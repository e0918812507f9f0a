use std::{path::Path, str::FromStr, time::Duration};

use serde::{Deserialize, Serialize};

use crate::tag::TagId;

/// Env var naming a JSON file that replaces the env-based configuration.
pub const CONFIG_FILE_ENV: &str = "PUZZLE_CONFIG";

#[derive(Debug, thiserror::Error)]
pub enum ConfigError {
    #[error("invalid value {value:?} for {key}")]
    Invalid { key: &'static str, value: String },
    #[error("failed to read config file {path}: {source}")]
    Read {
        path: String,
        source: std::io::Error,
    },
    #[error("failed to parse config file {path}: {source}")]
    Parse {
        path: String,
        source: serde_json::Error,
    },
    #[error("{0}")]
    Validation(String),
}

/// Configuration for both puzzles. Defaults describe the wired rig.
#[derive(Debug, Clone, Default, PartialEq, Serialize, Deserialize)]
#[serde(default)]
pub struct Config {
    pub beam: BeamConfig,
    pub tag_lock: TagLockConfig,
}

#[derive(Debug, Clone, PartialEq, Serialize, Deserialize)]
#[serde(default)]
pub struct BeamConfig {
    /// BCM numbers of the beam sensors, in beam order (beam 1 first).
    pub sensor_pins: Vec<u8>,
    pub buzzer_pin: u8,
    pub poll_ms: u64,
}

impl Default for BeamConfig {
    fn default() -> Self {
        Self {
            sensor_pins: vec![4, 17, 27, 22, 23, 24, 25],
            buzzer_pin: 21,
            poll_ms: 100,
        }
    }
}

impl BeamConfig {
    pub fn poll_period(&self) -> Duration {
        Duration::from_millis(self.poll_ms)
    }
}

#[derive(Debug, Clone, PartialEq, Serialize, Deserialize)]
#[serde(default)]
pub struct TagLockConfig {
    /// Relay pin. LOW energises the relay and opens the lock.
    pub lock_pin: u8,
    /// Chip-select BCM numbers, one per reader, in reader order.
    pub reader_cs_pins: Vec<u8>,
    /// Expected tag per reader, same order as `reader_cs_pins`.
    pub correct_tags: Vec<TagId>,
    pub poll_ms: u64,
    pub read_timeout_ms: u64,
    pub tag_expiry_ms: u64,
    pub connect_attempts: u32,
    pub connect_delay_ms: u64,
    pub spi_hz: u32,
}

impl Default for TagLockConfig {
    fn default() -> Self {
        Self {
            lock_pin: 18,
            reader_cs_pins: vec![26, 5, 6, 16],
            correct_tags: vec![
                TagId::new(0x668005b8),
                TagId::new(0xb1b69ba3),
                TagId::new(0x86f514b8),
                TagId::new(0x5144d29b),
            ],
            poll_ms: 50,
            read_timeout_ms: 50,
            tag_expiry_ms: 2000,
            connect_attempts: 5,
            connect_delay_ms: 500,
            spi_hz: 500_000,
        }
    }
}

impl TagLockConfig {
    pub fn poll_period(&self) -> Duration {
        Duration::from_millis(self.poll_ms)
    }

    pub fn read_timeout(&self) -> Duration {
        Duration::from_millis(self.read_timeout_ms)
    }

    pub fn tag_expiry(&self) -> Duration {
        Duration::from_millis(self.tag_expiry_ms)
    }

    pub fn connect_delay(&self) -> Duration {
        Duration::from_millis(self.connect_delay_ms)
    }
}

impl Config {
    /// Loads from the JSON file named by `PUZZLE_CONFIG` if set, else from env vars.
    pub fn load() -> Result<Self, ConfigError> {
        match std::env::var(CONFIG_FILE_ENV) {
            Ok(path) => Self::from_file(path),
            Err(_) => Self::from_env(),
        }
    }

    pub fn from_env() -> Result<Self, ConfigError> {
        Self::from_lookup(|key| std::env::var(key).ok())
    }

    /// Builds a config from defaults overridden by whatever `lookup` returns.
    pub fn from_lookup<F>(lookup: F) -> Result<Self, ConfigError>
    where
        F: Fn(&str) -> Option<String>,
    {
        let mut config = Config::default();
        let beam = &mut config.beam;
        override_list(&lookup, "BEAM_SENSOR_PINS", &mut beam.sensor_pins)?;
        override_value(&lookup, "BEAM_BUZZER_PIN", &mut beam.buzzer_pin)?;
        override_value(&lookup, "BEAM_POLL_MS", &mut beam.poll_ms)?;

        let lock = &mut config.tag_lock;
        override_value(&lookup, "LOCK_PIN", &mut lock.lock_pin)?;
        override_list(&lookup, "LOCK_READER_CS_PINS", &mut lock.reader_cs_pins)?;
        override_list(&lookup, "LOCK_CORRECT_TAGS", &mut lock.correct_tags)?;
        override_value(&lookup, "LOCK_POLL_MS", &mut lock.poll_ms)?;
        override_value(&lookup, "LOCK_READ_TIMEOUT_MS", &mut lock.read_timeout_ms)?;
        override_value(&lookup, "LOCK_TAG_EXPIRY_MS", &mut lock.tag_expiry_ms)?;
        override_value(&lookup, "LOCK_CONNECT_ATTEMPTS", &mut lock.connect_attempts)?;
        override_value(&lookup, "LOCK_CONNECT_DELAY_MS", &mut lock.connect_delay_ms)?;
        override_value(&lookup, "LOCK_SPI_HZ", &mut lock.spi_hz)?;

        config.validate()?;
        Ok(config)
    }

    pub fn from_file(path: impl AsRef<Path>) -> Result<Self, ConfigError> {
        let path = path.as_ref();
        let display = path.display().to_string();
        let text = std::fs::read_to_string(path).map_err(|source| ConfigError::Read {
            path: display.clone(),
            source,
        })?;
        let config: Config = serde_json::from_str(&text).map_err(|source| ConfigError::Parse {
            path: display,
            source,
        })?;
        config.validate()?;
        Ok(config)
    }

    pub fn validate(&self) -> Result<(), ConfigError> {
        if self.beam.sensor_pins.is_empty() {
            return Err(ConfigError::Validation(
                "beam monitor needs at least one sensor pin".into(),
            ));
        }
        if self.beam.poll_ms == 0 || self.tag_lock.poll_ms == 0 {
            return Err(ConfigError::Validation("poll periods must be non-zero".into()));
        }
        let lock = &self.tag_lock;
        if lock.reader_cs_pins.is_empty() {
            return Err(ConfigError::Validation("tag lock needs at least one reader".into()));
        }
        if lock.correct_tags.len() != lock.reader_cs_pins.len() {
            return Err(ConfigError::Validation(format!(
                "{} correct tags configured for {} readers",
                lock.correct_tags.len(),
                lock.reader_cs_pins.len()
            )));
        }
        if lock.connect_attempts == 0 {
            return Err(ConfigError::Validation("connect attempts must be at least 1".into()));
        }
        Ok(())
    }
}

fn override_value<F, T>(lookup: &F, key: &'static str, slot: &mut T) -> Result<(), ConfigError>
where
    F: Fn(&str) -> Option<String>,
    T: FromStr,
{
    if let Some(raw) = lookup(key) {
        *slot = raw
            .trim()
            .parse()
            .map_err(|_| ConfigError::Invalid { key, value: raw.clone() })?;
    }
    Ok(())
}

fn override_list<F, T>(lookup: &F, key: &'static str, slot: &mut Vec<T>) -> Result<(), ConfigError>
where
    F: Fn(&str) -> Option<String>,
    T: FromStr,
{
    if let Some(raw) = lookup(key) {
        *slot = raw
            .split(',')
            .filter(|part| !part.trim().is_empty())
            .map(|part| part.trim().parse())
            .collect::<Result<_, _>>()
            .map_err(|_| ConfigError::Invalid { key, value: raw.clone() })?;
    }
    Ok(())
}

******************************

◆ Work instructions: Reproduce the records above exactly, character for character.

◆ Your response:
repository e0918812507f9f0a
use std::{path::Path, str::FromStr, time::Duration};

use serde::{Deserialize, Serialize};

use crate::tag::TagId;

/// Env var naming a JSON file that replaces the env-based configuration.
pub const CONFIG_FILE_ENV: &str = "PUZZLE_CONFIG";

#[derive(Debug, thiserror::Error)]
pub enum ConfigError {
    #[error("invalid value {value:?} for {key}")]
    Invalid { key: &'static str, value: String },
    #[error("failed to read config file {path}: {source}")]
    Read {
        path: String,
        source: std::io::Error,
    },
    #[error("failed to parse config file {path}: {source}")]
    Parse {
        path: String,
        source: serde_json::Error,
    },
    #[error("{0}")]
    Validation(String),
}

/// Configuration for both puzzles. Defaults describe the wired rig.
#[derive(Debug, Clone, Default, PartialEq, Serialize, Deserialize)]
#[serde(default)]
pub struct Config {
    pub beam: BeamConfig,
    pub tag_lock: TagLockConfig,
}

#[derive(Debug, Clone, PartialEq, Serialize, Deserialize)]
#[serde(default)]
pub struct BeamConfig {
    /// BCM numbers of the beam sensors, in beam order (beam 1 first).
    pub sensor_pins: Vec<u8>,
    pub buzzer_pin: u8,
    pub poll_ms: u64,
}

impl Default for BeamConfig {
    fn default() -> Self {
        Self {
            sensor_pins: vec![4, 17, 27, 22, 23, 24, 25],
            buzzer_pin: 21,
            poll_ms: 100,
        }
    }
}

impl BeamConfig {
    pub fn poll_period(&self) -> Duration {
        Duration::from_millis(self.poll_ms)
    }
}

#[derive(Debug, Clone, PartialEq, Serialize, Deserialize)]
#[serde(default)]
pub struct TagLockConfig {
    /// Relay pin. LOW energises the relay and opens the lock.
    pub lock_pin: u8,
    /// Chip-select BCM numbers, one per reader, in reader order.
    pub reader_cs_pins: Vec<u8>,
    /// Expected tag per reader, same order as `reader_cs_pins`.
    pub correct_tags: Vec<TagId>,
    pub poll_ms: u64,
    pub read_timeout_ms: u64,
    pub tag_expiry_ms: u64,
    pub connect_attempts: u32,
    pub connect_delay_ms: u64,
    pub spi_hz: u32,
}

impl Default for TagLockConfig {
    fn default() -> Self {
        Self {
            lock_pin: 18,
            reader_cs_pins: vec![26, 5, 6, 16],
            correct_tags: vec![
                TagId::new(0x668005b8),
                TagId::new(0xb1b69ba3),
                TagId::new(0x86f514b8),
                TagId::new(0x5144d29b),
            ],
            poll_ms: 50,
            read_timeout_ms: 50,
            tag_expiry_ms: 2000,
            connect_attempts: 5,
            connect_delay_ms: 500,
            spi_hz: 500_000,
        }
    }
}

impl TagLockConfig {
    pub fn poll_period(&self) -> Duration {
        Duration::from_millis(self.poll_ms)
    }

    pub fn read_timeout(&self) -> Duration {
        Duration::from_millis(self.read_timeout_ms)
    }

    pub fn tag_expiry(&self) -> Duration {
        Duration::from_millis(self.tag_expiry_ms)
    }

    pub fn connect_delay(&self) -> Duration {
        Duration::from_millis(self.connect_delay_ms)
    }
}

impl Config {
    /// Loads from the JSON file named by `PUZZLE_CONFIG` if set, else from env vars.
    pub fn load() -> Result<Self, ConfigError> {
        match std::env::var(CONFIG_FILE_ENV) {
            Ok(path) => Self::from_file(path),
            Err(_) => Self::from_env(),
        }
    }

    pub fn from_env() -> Result<Self, ConfigError> {
        Self::from_lookup(|key| std::env::var(key).ok())
    }

    /// Builds a config from defaults overridden by whatever `lookup` returns.
    pub fn from_lookup<F>(lookup: F) -> Result<Self, ConfigError>
    where
        F: Fn(&str) -> Option<String>,
    {
        let mut config = Config::default();
        let beam = &mut config.beam;
        override_list(&lookup, "BEAM_SENSOR_PINS", &mut beam.sensor_pins)?;
        override_value(&lookup, "BEAM_BUZZER_PIN", &mut beam.buzzer_pin)?;
        override_value(&lookup, "BEAM_POLL_MS", &mut beam.poll_ms)?;

        let lock = &mut config.tag_lock;
        override_value(&lookup, "LOCK_PIN", &mut lock.lock_pin)?;
        override_list(&lookup, "LOCK_READER_CS_PINS", &mut lock.reader_cs_pins)?;
        override_list(&lookup, "LOCK_CORRECT_TAGS", &mut lock.correct_tags)?;
        override_value(&lookup, "LOCK_POLL_MS", &mut lock.poll_ms)?;
        override_value(&lookup, "LOCK_READ_TIMEOUT_MS", &mut lock.read_timeout_ms)?;
        override_value(&lookup, "LOCK_TAG_EXPIRY_MS", &mut lock.tag_expiry_ms)?;
        override_value(&lookup, "LOCK_CONNECT_ATTEMPTS", &mut lock.connect_attempts)?;
        override_value(&lookup, "LOCK_CONNECT_DELAY_MS", &mut lock.connect_delay_ms)?;
        override_value(&lookup, "LOCK_SPI_HZ", &mut lock.spi_hz)?;

        config.validate()?;
        Ok(config)
    }

    pub fn from_file(path: impl AsRef<Path>) -> Result<Self, ConfigError> {
        let path = path.as_ref();
        let display = path.display().to_string();
        let text = std::fs::read_to_string(path).map_err(|source| ConfigError::Read {
            path: display.clone(),
            source,
        })?;
        let config: Config = serde_json::from_str(&text).map_err(|source| ConfigError::Parse {
            path: display,
            source,
        })?;
        config.validate()?;
        Ok(config)
    }

    pub fn validate(&self) -> Result<(), ConfigError> {
        if self.beam.sensor_pins.is_empty() {
            return Err(ConfigError::Validation(
                "beam monitor needs at least one sensor pin".into(),
            ));
        }
        if self.beam.poll_ms == 0 || self.tag_lock.poll_ms == 0 {
            return Err(ConfigError::Validation("poll periods must be non-zero".into()));
        }
        let lock = &self.tag_lock;
        if lock.reader_cs_pins.is_empty() {
            return Err(ConfigError::Validation("tag lock needs at least one reader".into()));
        }
        if lock.correct_tags.len() != lock.reader_cs_pins.len() {
            return Err(ConfigError::Validation(format!(
                "{} correct tags configured for {} readers",
                lock.correct_tags.len(),
                lock.reader_cs_pins.len()
            )));
        }
        if lock.connect_attempts == 0 {
            return Err(ConfigError::Validation("connect attempts must be at least 1".into()));
        }
        Ok(())
    }
}

fn override_value<F, T>(lookup: &F, key: &'static str, slot: &mut T) -> Result<(), ConfigError>
where
    F: Fn(&str) -> Option<String>,
    T: FromStr,
{
    if let Some(raw) = lookup(key) {
        *slot = raw
            .trim()
            .parse()
            .map_err(|_| ConfigError::Invalid { key, value: raw.clone() })?;
    }
    Ok(())
}

fn override_list<F, T>(lookup: &F, key: &'static str, slot: &mut Vec<T>) -> Result<(), ConfigError>
where
    F: Fn(&str) -> Option<String>,
    T: FromStr,
{
    if let Some(raw) = lookup(key) {
        *slot = raw
            .split(',')
            .filter(|part| !part.trim().is_empty())
            .map(|part| part.trim().parse())
            .collect::<Result<_, _>>()
            .map_err(|_| ConfigError::Invalid { key, value: raw.clone() })?;
    }
    Ok(())
}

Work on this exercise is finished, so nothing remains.